Sur le plan de la procédure, une bataille sans merci est engagée entre le collectif de la défense et la partie civile, soutenue, faut-il le souligner, par un parti pris flagrant de la présidente de la cour et du procureur général. Les avis divergeaient, en effet, sur la constitution du ministère des Finances comme partie civile. Se basant sur le code de procédure pénale, la défense a affirmé que « l’institution concernée ne peut pas prendre part au procès pour la simple raison que l’amende prévue par les textes de loi revêt un caractère pénal qui va alimenter le Trésor public ». Chose qui a poussé Me Benarbia à relever que « le ministère des Finances est automatiquement disqualifié puisqu’il ne peut pas demander plus que ne prévoit la réglementation en la matière ». Concernant l’arrestation de M. Benchicou à l’aéroport Houari-Boumediène, les policiers, au nombre de quatre, convoqués pour apporter la version des faits, ont tous signalé qu’ils avaient agi dans un cadre de contrôle routinier et non pas sur instruction du ministre de l’Intérieur. Ces policiers ont nié même le fait « de connaître physiquement M. Benchicou ».

En procédant de la sorte, les policiers tentaient de faire savoir qu’« il n’y a aucun complot ou cabale qui visait Benchicou ». L’objectif est clair : démentir l’information selon laquelle les agents de la police des frontières ont agi sur ordre du ministre de l’Intérieur qui avait juré que le directeur du Matin paierait le fait d’avoir publié le témoignage d’un citoyen l’accusant d’avoir exercé la torture, alors qu’il était responsable à la Sécurité militaire dans les années 1970. Piégés par les questions du collectif des avocats, ces derniers ont fini par refuser de répondre aux questions posées. D’autres irrégularités qui ont entaché ce procès au niveau de l’instruction ont été présentées par les avocats pour affirmer que les poursuites judiciaires que subit le directeur du Matin sont d’ordre politique qui tendent à faire taire le journaliste et son journal. Le collectif a fait part à ce propos de l’inexistence du procès-verbal du 23 août sur lequel s’est basée l’instruction, alors qu’il n’y a qu’un seul daté du 27 août 2003. Ce procès-verbal de la police qui devait atterrir sur le bureau du ministre des Finances a été adressé, contre toutes les dispositions de la procédure pénale, au procureur de la République, lequel procureur a accédé à la demande de la police judiciaire de prononcer la mise sous contrôle judiciaire.
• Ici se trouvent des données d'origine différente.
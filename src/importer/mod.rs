// ==========================================
// 供应商绩效汇总 - 导入层
// ==========================================
// 职责: 原始文件 → 原始表（全 TEXT 列，表名取自文件名）
// 支持: 分隔文本文件（默认 CSV）
// ==========================================

// 模块声明
pub mod error;
pub mod file_parser;
pub mod raw_table_loader;

// 重导出核心类型
pub use error::{ImportError, ImportResult};
pub use file_parser::{CsvTable, CsvTableReader, RawRow};
pub use raw_table_loader::{LoadedTable, RawTableLoader};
Avant de conclure, Me Berghal a indiqué que ce procès « est le procès de l’Algérie qui avance et que si Benchicou est aujourd’hui en face de la cour, c’est parce qu’il paie le fait d’ouvrir son journal aux mouvements citoyens de Kabylie, du Sud, des Aurès. Au moment où les partis d’opposition ont disparu, son journal est devenu la voix de la véritable opposition ».